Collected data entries
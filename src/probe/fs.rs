use std::path::Path;

/// Read-only filesystem checks.
pub trait FsProbe: Send + Sync {
    fn exists(&self, path: &Path) -> bool;

    /// File contents, or `None` if the file is missing or unreadable.
    fn read_to_string(&self, path: &Path) -> Option<String>;

    /// Whether the directory can be listed by this process.
    fn can_list_dir(&self, path: &Path) -> bool;
}

/// The real filesystem.
#[derive(Debug, Default, Clone, Copy)]
pub struct SystemFs;

impl FsProbe for SystemFs {
    fn exists(&self, path: &Path) -> bool {
        path.exists()
    }

    fn read_to_string(&self, path: &Path) -> Option<String> {
        match std::fs::read_to_string(path) {
            Ok(content) => Some(content),
            Err(e) => {
                tracing::trace!(path = %path.display(), error = %e, "unreadable");
                None
            }
        }
    }

    fn can_list_dir(&self, path: &Path) -> bool {
        std::fs::read_dir(path).is_ok()
    }
}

■ WHAT THE TASK REQUIRES
Lines from the one containing "fn can_list_dir(&self, path: &Path) -> bool;" through the final line of the entries above are to be output exactly; omit all others.

■ WRITTEN SOLUTION
    fn can_list_dir(&self, path: &Path) -> bool;
}

/// The real filesystem.
#[derive(Debug, Default, Clone, Copy)]
pub struct SystemFs;

impl FsProbe for SystemFs {
    fn exists(&self, path: &Path) -> bool {
        path.exists()
    }

    fn read_to_string(&self, path: &Path) -> Option<String> {
        match std::fs::read_to_string(path) {
            Ok(content) => Some(content),
            Err(e) => {
                tracing::trace!(path = %path.display(), error = %e, "unreadable");
                None
            }
        }
    }

    fn can_list_dir(&self, path: &Path) -> bool {
        std::fs::read_dir(path).is_ok()
    }
}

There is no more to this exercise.